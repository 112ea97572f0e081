//! On-disk format of the embedding cache.
//!
//! ```text
//! +--------+---------+-----------+------------------+--------+
//! | "STRE" | version | body len  | bincode body     | crc32  |
//! | 4 B    | u32 LE  | u64 LE    | body len bytes   | u32 LE |
//! +--------+---------+-----------+------------------+--------+
//! ```
//!
//! The checksum covers the body only. Files are written to a sibling path
//! and renamed into place, so readers never see a partial artifact.

use std::ffi::OsString;
use std::fs::{self, File};
use std::io::{BufWriter, Write};
use std::path::{Path, PathBuf};

use byteorder::{ByteOrder, LittleEndian, WriteBytesExt};
use serde::{Deserialize, Serialize};

use crate::error::{Result, StrataError};

/// File magic.
pub const MAGIC: &[u8; 4] = b"STRE";

/// Current format version.
pub const FORMAT_VERSION: u32 = 1;

const HEADER_LEN: usize = 4 + 4 + 8;
const TRAILER_LEN: usize = 4;

/// Decoded artifact body.
#[derive(Debug, Clone, PartialEq, Serialize, Deserialize)]
pub struct CacheBody {
    /// Number of embedded records.
    pub rows: u64,
    /// Vector length.
    pub dim: u64,
    /// Fingerprint of the corpus the vectors were computed from.
    pub fingerprint: u32,
    /// Row-major `rows × dim` values.
    pub data: Vec<f32>,
}

/// CRC32 over a sequence of texts. Each text is followed by a zero byte so
/// that moving characters across a text boundary changes the result.
pub fn fingerprint<'a, I>(texts: I) -> u32
where
    I: IntoIterator<Item = &'a str>,
{
    let mut hasher = crc32fast::Hasher::new();
    for text in texts {
        hasher.update(text.as_bytes());
        hasher.update(&[0]);
    }
    hasher.finalize()
}

/// Write an artifact atomically.
pub fn write(path: &Path, body: &CacheBody) -> Result<()> {
    let encoded =
        bincode::serialize(body).map_err(|e| StrataError::serialization(e.to_string()))?;
    let checksum = crc32fast::hash(&encoded);

    if let Some(parent) = path.parent().filter(|p| !p.as_os_str().is_empty()) {
        fs::create_dir_all(parent)?;
    }
    let tmp = temp_path(path);
    {
        let mut writer = BufWriter::new(File::create(&tmp)?);
        writer.write_all(MAGIC)?;
        writer.write_u32::<LittleEndian>(FORMAT_VERSION)?;
        writer.write_u64::<LittleEndian>(encoded.len() as u64)?;
        writer.write_all(&encoded)?;
        writer.write_u32::<LittleEndian>(checksum)?;
        writer.flush()?;
        writer.get_ref().sync_all()?;
    }
    fs::rename(&tmp, path).inspect_err(|_| {
        let _ = fs::remove_file(&tmp);
    })?;
    Ok(())
}

/// Read and verify an artifact.
pub fn read(path: &Path) -> Result<CacheBody> {
    let bytes = fs::read(path)?;
    if bytes.len() < HEADER_LEN + TRAILER_LEN {
        return Err(StrataError::serialization("artifact is truncated"));
    }
    if &bytes[..4] != MAGIC {
        return Err(StrataError::serialization("bad magic"));
    }
    let version = LittleEndian::read_u32(&bytes[4..8]);
    if version != FORMAT_VERSION {
        return Err(StrataError::serialization(format!(
            "unsupported format version {version}"
        )));
    }
    let body_len = usize::try_from(LittleEndian::read_u64(&bytes[8..16]))
        .map_err(|_| StrataError::serialization("body length does not fit in memory"))?;
    let expected_len = HEADER_LEN
        .checked_add(body_len)
        .and_then(|n| n.checked_add(TRAILER_LEN))
        .ok_or_else(|| StrataError::serialization("body length overflows"))?;
    if bytes.len() != expected_len {
        return Err(StrataError::serialization("length mismatch"));
    }

    let body = &bytes[HEADER_LEN..HEADER_LEN + body_len];
    let stored = LittleEndian::read_u32(&bytes[HEADER_LEN + body_len..]);
    if crc32fast::hash(body) != stored {
        return Err(StrataError::serialization("checksum mismatch"));
    }

    let decoded: CacheBody =
        bincode::deserialize(body).map_err(|e| StrataError::serialization(e.to_string()))?;
    let values = decoded
        .rows
        .checked_mul(decoded.dim)
        .ok_or_else(|| StrataError::serialization("matrix shape overflows"))?;
    if decoded.data.len() as u64 != values {
        return Err(StrataError::serialization(format!(
            "expected {values} values for {}x{}, found {}",
            decoded.rows,
            decoded.dim,
            decoded.data.len()
        )));
    }
    Ok(decoded)
}

fn temp_path(path: &Path) -> PathBuf {
    let mut name = OsString::from(path.as_os_str());
    name.push(".tmp");
    PathBuf::from(name)
}

#[cfg(test)]
mod tests {
    use super::*;

    fn body() -> CacheBody {
        CacheBody {
            rows: 2,
            dim: 3,
            fingerprint: fingerprint(["a", "b"]),
            data: vec![0.1, -2.5, f32::MIN_POSITIVE, 1e-30, 3.0, 0.0],
        }
    }

    #[test]
    fn test_write_then_read() {
        let dir = tempfile::tempdir().unwrap();
        let path = dir.path().join("nested").join("embeddings.bin");
        write(&path, &body()).unwrap();

        let read_back = read(&path).unwrap();
        assert_eq!(read_back, body());
        for (a, b) in read_back.data.iter().zip(&body().data) {
            assert_eq!(a.to_bits(), b.to_bits());
        }
        assert!(!temp_path(&path).exists());
    }

    #[test]
    fn test_corruption_detected() {
        let dir = tempfile::tempdir().unwrap();
        let path = dir.path().join("embeddings.bin");
        write(&path, &body()).unwrap();

        let mut bytes = fs::read(&path).unwrap();
        let middle = HEADER_LEN + 3;
        bytes[middle] ^= 0xFF;
        fs::write(&path, &bytes).unwrap();
        assert!(read(&path).is_err());

        fs::write(&path, b"STRE").unwrap();
        assert!(read(&path).is_err());

        fs::write(&path, b"not an artifact at all").unwrap();
        assert!(read(&path).is_err());
    }

    #[test]
    fn test_oversized_length_header() {
        let dir = tempfile::tempdir().unwrap();
        let path = dir.path().join("embeddings.bin");
        write(&path, &body()).unwrap();

        let mut bytes = fs::read(&path).unwrap();
        LittleEndian::write_u64(&mut bytes[8..16], u64::MAX);
        fs::write(&path, &bytes).unwrap();
        assert!(matches!(read(&path), Err(StrataError::Serialization(_))));
    }

    #[test]
    fn test_overflowing_shape() {
        let dir = tempfile::tempdir().unwrap();
        let path = dir.path().join("embeddings.bin");
        let huge = CacheBody {
            rows: u64::MAX,
            dim: 2,
            ..body()
        };
        write(&path, &huge).unwrap();
        assert!(read(&path).unwrap_err().to_string().contains("shape"));
    }

    #[test]
    fn test_fingerprint_sensitive_to_boundaries() {
        assert_eq!(fingerprint(["ab", "c"]), fingerprint(["ab", "c"]));
        assert_ne!(fingerprint(["ab", "c"]), fingerprint(["a", "bc"]));
    }
}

======

(WHAT IS EXPECTED): What is needed is every line of the records that contains the word "data".

(EXERCISE RESPONSE):
    pub data: Vec<f32>,
    if decoded.data.len() as u64 != values {
            decoded.data.len()
            data: vec![0.1, -2.5, f32::MIN_POSITIVE, 1e-30, 3.0, 0.0],
        for (a, b) in read_back.data.iter().zip(&body().data) {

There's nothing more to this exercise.